Malta lacks system to recognize and record hate crime

Multiple NGOs are working on hate crime detection tools, but there are no official statistics in Malta, and experts believe the phenomenon may be under-reported.

Daiva Repeckaite
Daiva Repeckaite NewsMavens, Malta
Malta lacks system to recognize and record hate crime - NewsMavens
Lighthouse in Malta. Pixabay

Why this story matters:

Although Malta is one of the only five EU countries that does not report hate crimes, it does not mean such crimes are absent from the island.

A local NGO, SOS Malta, participated in an international project called EMORE to record and monitor hate speech. It conducted a survey of 123 respondents and found eight hate crime victims among them. Furthermore, 34 respondents had experienced hate speech and 83 witnessed one of the two or both. The main grounds were skin colour and ethnic origin.

In one case, police (inspector Kyle Borg) vs Omar Camilleri of 2012, the courts decided that the suspect, who reportedly shouted racist abuse at a Somali garbage collector and threatened him with a gun, did not want to incite violence against a minority. He was charged with misuse of a gun, but not hate crime.

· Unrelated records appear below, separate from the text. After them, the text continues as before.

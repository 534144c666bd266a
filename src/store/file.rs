use crate::error::AppError;
use crate::store::KeyValueStore;
use directories::ProjectDirs;
use log::warn;
use std::fs;
use std::path::PathBuf;

/// File-backed store: one file per key under an application data directory.
///
/// Write and delete failures are logged and swallowed; the engine treats the
/// store as a local cache with fire-and-forget writes.
pub struct FileStore {
    dir: PathBuf,
}

impl FileStore {
    /// Open a store rooted at the given directory, creating it if needed.
    pub fn open(dir: PathBuf) -> Result<Self, AppError> {
        fs::create_dir_all(&dir)?;
        Ok(Self { dir })
    }

    /// Open a store under the platform data directory for this application.
    pub fn open_default() -> Result<Self, AppError> {
        let proj_dirs =
            ProjectDirs::from("com", "blockwise", "Blockwise").ok_or(AppError::NoProjectDirs)?;
        Self::open(proj_dirs.data_dir().join("store"))
    }

    fn path_for(&self, key: &str) -> PathBuf {
        self.dir.join(format!("{key}.json"))
    }
}

impl KeyValueStore for FileStore {
    fn get(&self, key: &str) -> Option<String> {
        fs::read_to_string(self.path_for(key)).ok()
    }

    fn set(&mut self, key: &str, value: &str) {
        if let Err(e) = fs::write(self.path_for(key), value) {
            warn!("Failed to write '{key}': {e}");
        }
    }

    fn delete(&mut self, key: &str) {
        let path = self.path_for(key);
        if path.exists() {
            if let Err(e) = fs::remove_file(&path) {
                warn!("Failed to delete '{key}': {e}");
            }
        }
    }
}
pub mod file;

pub use file::FileStore;

use std::collections::HashMap;

/// Key-value persistence boundary for the blocking engine.
///
/// The engine only relies on single-key read/write atomicity. Writes are
/// fire-and-forget: implementations log failures rather than surfacing them,
/// matching the local-cache semantics of the storage this replaces.
pub trait KeyValueStore {
    fn get(&self, key: &str) -> Option<String>;
    fn set(&mut self, key: &str, value: &str);
    fn delete(&mut self, key: &str);
}

/// In-memory store for tests and short-lived embeddings.
#[derive(Debug, Default)]
pub struct MemoryStore {
    entries: HashMap<String, String>,
}

impl MemoryStore {
    pub fn new() -> Self {
        Self::default()
    }
}

impl KeyValueStore for MemoryStore {
    fn get(&self, key: &str) -> Option<String> {
        self.entries.get(key).cloned()
    }

    fn set(&mut self, key: &str, value: &str) {
        self.entries.insert(key.to_string(), value.to_string());
    }

    fn delete(&mut self, key: &str) {
        self.entries.remove(key);
    }
}

#[cfg(test)]
mod tests {
    use super::*;

    #[test]
    fn test_memory_store_set_and_get() {
        let mut store = MemoryStore::new();
        assert!(store.get("missing").is_none());

        store.set("key", "value");
        assert_eq!(store.get("key").as_deref(), Some("value"));
    }

    #[test]
    fn test_memory_store_set_overwrites() {
        let mut store = MemoryStore::new();
        store.set("key", "first");
        store.set("key", "second");
        assert_eq!(store.get("key").as_deref(), Some("second"));
    }

    #[test]
    fn test_memory_store_delete() {
        let mut store = MemoryStore::new();
        store.set("key", "value");
        store.delete("key");
        assert!(store.get("key").is_none());

        // Deleting an absent key is a no-op
        store.delete("key");
        assert!(store.get("key").is_none());
    }
}
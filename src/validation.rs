use crate::constants::{MAX_SESSION_MINUTES, WEEKDAY_LABELS};
use crate::error::AppError;

/// Validate a focus session duration in minutes. Any positive duration is
/// accepted; only zero is rejected.
pub fn validate_duration_minutes(duration_minutes: u32) -> Result<(), AppError> {
    if duration_minutes == 0 {
        return Err(AppError::InvalidInput {
            field: "duration_minutes",
            reason: "must be positive".into(),
        });
    }
    Ok(())
}

/// Advisory check for a duration past the 24-hour mark. Such sessions are
/// accepted but worth logging, like unmatchable rule windows.
pub fn duration_exceeds_day(duration_minutes: u32) -> bool {
    duration_minutes > MAX_SESSION_MINUTES
}

/// Validate time format (HH:mm, 24-hour format).
///
/// Advisory for rule windows: the engine stores whatever it is given and a
/// malformed window simply never matches, but callers can validate up front.
pub fn validate_time_format(time: &str) -> Result<(), AppError> {
    let err = |reason: &str| AppError::InvalidInput {
        field: "time",
        reason: reason.into(),
    };

    let (hours, minutes) = time.split_once(':').ok_or_else(|| err("must be in HH:mm format"))?;

    let hours: u32 = hours.parse().map_err(|_| err("invalid hours"))?;
    let minutes: u32 = minutes.parse().map_err(|_| err("invalid minutes"))?;

    if hours >= 24 {
        return Err(err("hours must be 00-23"));
    }
    if minutes >= 60 {
        return Err(err("minutes must be 00-59"));
    }

    Ok(())
}

/// Validate a rule's day set (labels Mon..Sun, at least one). Advisory, like
/// `validate_time_format`.
pub fn validate_days(days: &[String]) -> Result<(), AppError> {
    if days.is_empty() {
        return Err(AppError::InvalidInput {
            field: "days",
            reason: "at least one day required".into(),
        });
    }

    for day in days {
        if !WEEKDAY_LABELS.contains(&day.as_str()) {
            return Err(AppError::InvalidInput {
                field: "days",
                reason: format!("invalid day: '{day}'"),
            });
        }
    }

    Ok(())
}
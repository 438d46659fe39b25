//! # KILN UI Runtime
//!
//! Retained-mode element tree for small consoles and headless hosts:
//! - Elements own their children; paint order is insertion order
//! - Constraints position elements against parents, siblings, or the screen
//! - Animations are time-boxed callbacks removed the frame they finish
//! - Screens stack modally; structural changes during dispatch are queued
//!
//! ## Architecture
//!
//! ```text
//! ┌────────────────────────────────────────────────────────────┐
//! │                        FRAME                                │
//! ├────────────────────────────────────────────────────────────┤
//! │  InputBackend → Display::process → top Screen → Elements   │
//! │                        ↓                                    │
//! │               deferred ScreenOps drained                    │
//! │                        ↓                                    │
//! │  Display::render → constraints → animations → DrawBackend   │
//! └────────────────────────────────────────────────────────────┘
//! ```
//!
//! The core never calls a platform API. Everything visual goes through
//! [`DrawBackend`], everything interactive comes from [`InputBackend`].

#![warn(missing_docs)]
#![deny(unsafe_code)]
#![deny(clippy::all)]
#![warn(clippy::pedantic)]
#![deny(clippy::perf)]

pub mod animation;
pub mod config;
pub mod constraint;
pub mod display;
pub mod element;
pub mod error;
pub mod input;
pub mod layout;
pub mod render;
pub mod screen;
pub mod style;

pub use animation::{Animation, Easing};
pub use config::{DisplayConfig, DisplaySettings, QuitAction};
pub use constraint::{Constraint, ConstraintFlags, Placement};
pub use display::Display;
pub use element::{
    highlight, Anchor, Container, Element, EventContext, ImageElement, Trash, TreeRequest,
    WeakAnchor, Widget,
};
pub use error::{UiError, UiResult};
pub use input::{
    Buttons, CursorKind, DirectionalRepeat, EventKind, InputBackend, InputEvents, ScriptedInput,
    WheelAccumulator,
};
pub use layout::{Direction, Rect, Viewport};
pub use render::{DrawBackend, DrawCommand, ParentFrame, RecordingBackend, RenderContext, TextureId};
pub use screen::{navigation_channel, Navigator, PendingOps, Screen, ScreenOp, ScreenStack, UiContext};
pub use style::Color;
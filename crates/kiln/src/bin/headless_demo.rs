//! # Headless Demo
//!
//! Runs the menu and confirm dialog through the real frame loop with a
//! recording backend and a scripted player: open the dialog, confirm it,
//! then press the quit button.
//!
//! ## Usage
//!
//! ```bash
//! headless_demo [config/display.toml]
//! ```

use kiln::MenuScreen;
use kiln_ui::{
    Display, DisplayConfig, DrawBackend, InputEvents, RecordingBackend, ScriptedInput, UiResult,
};
use std::process::ExitCode;

fn run(config: DisplayConfig) -> UiResult<()> {
    let (width, height) = (config.screen_width, config.screen_height);
    let backend = RecordingBackend::new(width, height);
    let mut display = Display::new(backend, ScriptedInput::new(), config)?;

    let menu = MenuScreen::new();
    let confirmations = menu.confirmations();
    display.push_screen(menu);

    // Both the open button and the OK button sit at the center of the screen.
    // A window-close event follows in case the quit button was missed.
    let (cx, cy) = (width / 2.0, height / 2.0);
    let (quit_x, quit_y) = MenuScreen::quit_button_center(width, height);
    display
        .input_mut()
        .end_frame()
        .end_frame()
        .click(cx, cy)
        .click(cx, cy)
        .click(quit_x, quit_y)
        .push(InputEvents::quit());

    let frames = display.main_loop();
    let backend = display.backend();

    println!("Frames rendered:    {frames}");
    println!("Frames presented:   {}", backend.frames_presented());
    println!("Draw commands:      {}", backend.commands().len());
    println!("Confirmations:      {}", confirmations.get());
    println!("Screens remaining:  {}", display.screen_count());
    println!("Elapsed ticks (ms): {}", backend.ticks());
    Ok(())
}

fn main() -> ExitCode {
    println!("╔══════════════════════════════════════════════════════════════════╗");
    println!("║         KILN HEADLESS DEMO                                       ║");
    println!("╚══════════════════════════════════════════════════════════════════╝");
    println!();

    let config = match std::env::args().nth(1) {
        Some(path) => match DisplayConfig::load(&path) {
            Ok(config) => config,
            Err(e) => {
                eprintln!("Failed to load {path}: {e}");
                return ExitCode::FAILURE;
            }
        },
        None => DisplayConfig::default(),
    };

    match run(config) {
        Ok(()) => ExitCode::SUCCESS,
        Err(e) => {
            eprintln!("Demo failed: {e}");
            ExitCode::FAILURE
        }
    }
}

Malta has strong legislation against hate speech and hate crime, but without a reliable way to track it, it is difficult to capture the true extent of the issue in the country. Local NGOs have created apps for recording hate incidents, trying to plug the gaps, but without access to police statistics, they can only speculate about the real numbers.

Details from the story:

  • "When confronted with a possible hate crime, frontline police officers [in Malta] use the generic crime report form and under the heading “action taken” provide a full description of the circumstances of the incident or crime, including the elements that on the first appearance point to a hate crime. There is no specific guidance document on how to identify hate crimes," the EU Agency for Fundamental Rights (FRA) states in a recent report. 
  • Countries report to OSCE/ODIHR on hate crime, but Malta doesn't supply these data.
  • The FRA report also states that frontline police officers lack specific guidance on how to identify these acts.
  • Malta's main LGBT* NGO, MGRM, has participated in an international project on hate crimes, called UNI-Form, and interviewed police officers about their work. The officers admitted that it may be common for the police to suggest victims to work out conflicts with perpetrators by themselves.
  • There is a computerized Police Notification System in place -- it logs reports relating to abortion, crimes of religious sentiment, perjury for swearing, prostitution, but not hate crime and hate speech.